Stored data entries:
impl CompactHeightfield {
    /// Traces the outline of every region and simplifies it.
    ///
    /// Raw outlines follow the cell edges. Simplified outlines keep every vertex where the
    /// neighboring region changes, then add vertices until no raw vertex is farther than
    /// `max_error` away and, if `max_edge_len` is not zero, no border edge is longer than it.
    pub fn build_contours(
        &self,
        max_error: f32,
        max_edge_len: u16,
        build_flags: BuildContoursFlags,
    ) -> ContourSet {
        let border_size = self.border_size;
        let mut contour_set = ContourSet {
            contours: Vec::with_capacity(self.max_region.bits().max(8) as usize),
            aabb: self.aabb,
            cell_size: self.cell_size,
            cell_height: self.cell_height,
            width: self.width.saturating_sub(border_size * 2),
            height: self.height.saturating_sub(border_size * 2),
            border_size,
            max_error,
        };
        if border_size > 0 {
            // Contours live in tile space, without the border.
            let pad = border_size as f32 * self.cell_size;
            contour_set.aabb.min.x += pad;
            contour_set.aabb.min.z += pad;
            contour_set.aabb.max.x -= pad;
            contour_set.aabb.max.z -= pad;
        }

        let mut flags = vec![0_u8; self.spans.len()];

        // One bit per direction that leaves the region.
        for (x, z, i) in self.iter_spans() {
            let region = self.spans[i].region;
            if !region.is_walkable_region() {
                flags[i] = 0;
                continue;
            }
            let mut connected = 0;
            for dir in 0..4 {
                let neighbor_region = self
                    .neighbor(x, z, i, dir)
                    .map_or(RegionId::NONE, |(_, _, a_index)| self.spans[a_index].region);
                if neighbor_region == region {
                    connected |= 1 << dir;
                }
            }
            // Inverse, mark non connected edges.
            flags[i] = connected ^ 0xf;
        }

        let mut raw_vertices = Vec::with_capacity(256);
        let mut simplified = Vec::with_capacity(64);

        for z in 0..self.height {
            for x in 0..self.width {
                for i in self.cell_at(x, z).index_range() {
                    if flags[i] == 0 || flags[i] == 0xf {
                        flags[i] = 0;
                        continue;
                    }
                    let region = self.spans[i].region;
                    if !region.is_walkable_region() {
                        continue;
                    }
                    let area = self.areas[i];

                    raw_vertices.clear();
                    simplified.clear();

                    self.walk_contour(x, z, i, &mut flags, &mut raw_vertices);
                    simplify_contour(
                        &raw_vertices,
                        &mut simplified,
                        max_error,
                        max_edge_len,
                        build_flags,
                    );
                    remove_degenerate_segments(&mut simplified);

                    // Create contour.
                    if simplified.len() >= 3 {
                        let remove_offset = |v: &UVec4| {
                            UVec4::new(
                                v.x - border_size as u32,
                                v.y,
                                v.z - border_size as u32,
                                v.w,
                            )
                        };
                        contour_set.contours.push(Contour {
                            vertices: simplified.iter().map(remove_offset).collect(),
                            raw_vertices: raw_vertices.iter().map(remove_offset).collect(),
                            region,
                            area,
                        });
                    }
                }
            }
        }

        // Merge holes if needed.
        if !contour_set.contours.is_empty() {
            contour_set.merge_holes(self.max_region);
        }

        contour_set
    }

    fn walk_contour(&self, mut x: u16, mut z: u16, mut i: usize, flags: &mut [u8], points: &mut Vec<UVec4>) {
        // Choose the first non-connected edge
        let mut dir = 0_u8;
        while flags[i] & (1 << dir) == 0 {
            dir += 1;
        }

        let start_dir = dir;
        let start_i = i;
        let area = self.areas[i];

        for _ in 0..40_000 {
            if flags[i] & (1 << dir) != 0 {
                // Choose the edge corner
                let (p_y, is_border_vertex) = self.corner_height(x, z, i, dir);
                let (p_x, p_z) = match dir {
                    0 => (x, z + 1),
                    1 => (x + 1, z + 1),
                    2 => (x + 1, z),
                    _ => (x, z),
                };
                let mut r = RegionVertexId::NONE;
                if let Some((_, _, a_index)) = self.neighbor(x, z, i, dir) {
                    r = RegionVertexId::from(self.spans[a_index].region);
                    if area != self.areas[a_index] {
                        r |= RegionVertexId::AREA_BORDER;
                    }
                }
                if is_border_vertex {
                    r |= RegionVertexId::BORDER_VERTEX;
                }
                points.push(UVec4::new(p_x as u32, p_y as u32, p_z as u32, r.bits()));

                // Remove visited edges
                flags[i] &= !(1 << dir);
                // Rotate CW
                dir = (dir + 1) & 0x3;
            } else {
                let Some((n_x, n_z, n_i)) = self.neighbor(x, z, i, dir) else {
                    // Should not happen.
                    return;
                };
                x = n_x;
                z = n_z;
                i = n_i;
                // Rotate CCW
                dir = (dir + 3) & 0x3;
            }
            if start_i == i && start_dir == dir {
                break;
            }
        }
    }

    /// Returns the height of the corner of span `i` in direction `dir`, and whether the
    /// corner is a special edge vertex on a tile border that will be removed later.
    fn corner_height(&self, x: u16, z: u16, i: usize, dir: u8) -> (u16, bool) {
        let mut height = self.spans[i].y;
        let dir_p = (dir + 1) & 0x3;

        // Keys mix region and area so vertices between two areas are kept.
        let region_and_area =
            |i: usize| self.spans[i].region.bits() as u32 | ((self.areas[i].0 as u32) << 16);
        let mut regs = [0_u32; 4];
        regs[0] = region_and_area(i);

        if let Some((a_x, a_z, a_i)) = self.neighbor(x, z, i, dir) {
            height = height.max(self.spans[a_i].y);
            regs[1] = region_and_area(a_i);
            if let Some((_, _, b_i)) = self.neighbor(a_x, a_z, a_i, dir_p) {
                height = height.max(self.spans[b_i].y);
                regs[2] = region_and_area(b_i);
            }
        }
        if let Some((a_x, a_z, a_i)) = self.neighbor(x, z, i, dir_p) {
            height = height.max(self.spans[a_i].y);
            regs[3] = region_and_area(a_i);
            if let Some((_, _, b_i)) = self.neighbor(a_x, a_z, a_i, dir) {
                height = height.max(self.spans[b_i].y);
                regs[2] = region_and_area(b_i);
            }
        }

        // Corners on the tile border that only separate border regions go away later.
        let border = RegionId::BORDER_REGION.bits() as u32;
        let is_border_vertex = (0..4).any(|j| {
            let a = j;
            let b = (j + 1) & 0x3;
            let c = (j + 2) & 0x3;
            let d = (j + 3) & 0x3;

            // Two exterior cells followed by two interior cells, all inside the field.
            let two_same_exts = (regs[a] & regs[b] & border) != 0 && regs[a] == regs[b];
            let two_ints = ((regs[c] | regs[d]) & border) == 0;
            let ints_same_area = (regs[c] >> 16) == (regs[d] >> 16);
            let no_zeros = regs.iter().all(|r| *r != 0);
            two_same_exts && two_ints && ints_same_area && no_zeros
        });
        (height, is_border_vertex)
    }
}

■ Prompt
Find the line with "contour_set.aabb.max.x -= pad;" in the entries above. Retype it and each line after it, exactly, through the line with "for i in self.cell_at(x, z).index_range()", and stop there.

■ Solution to the problem
            contour_set.aabb.max.x -= pad;
            contour_set.aabb.max.z -= pad;
        }

        let mut flags = vec![0_u8; self.spans.len()];

        // One bit per direction that leaves the region.
        for (x, z, i) in self.iter_spans() {
            let region = self.spans[i].region;
            if !region.is_walkable_region() {
                flags[i] = 0;
                continue;
            }
            let mut connected = 0;
            for dir in 0..4 {
                let neighbor_region = self
                    .neighbor(x, z, i, dir)
                    .map_or(RegionId::NONE, |(_, _, a_index)| self.spans[a_index].region);
                if neighbor_region == region {
                    connected |= 1 << dir;
                }
            }
            // Inverse, mark non connected edges.
            flags[i] = connected ^ 0xf;
        }

        let mut raw_vertices = Vec::with_capacity(256);
        let mut simplified = Vec::with_capacity(64);

        for z in 0..self.height {
            for x in 0..self.width {
                for i in self.cell_at(x, z).index_range() {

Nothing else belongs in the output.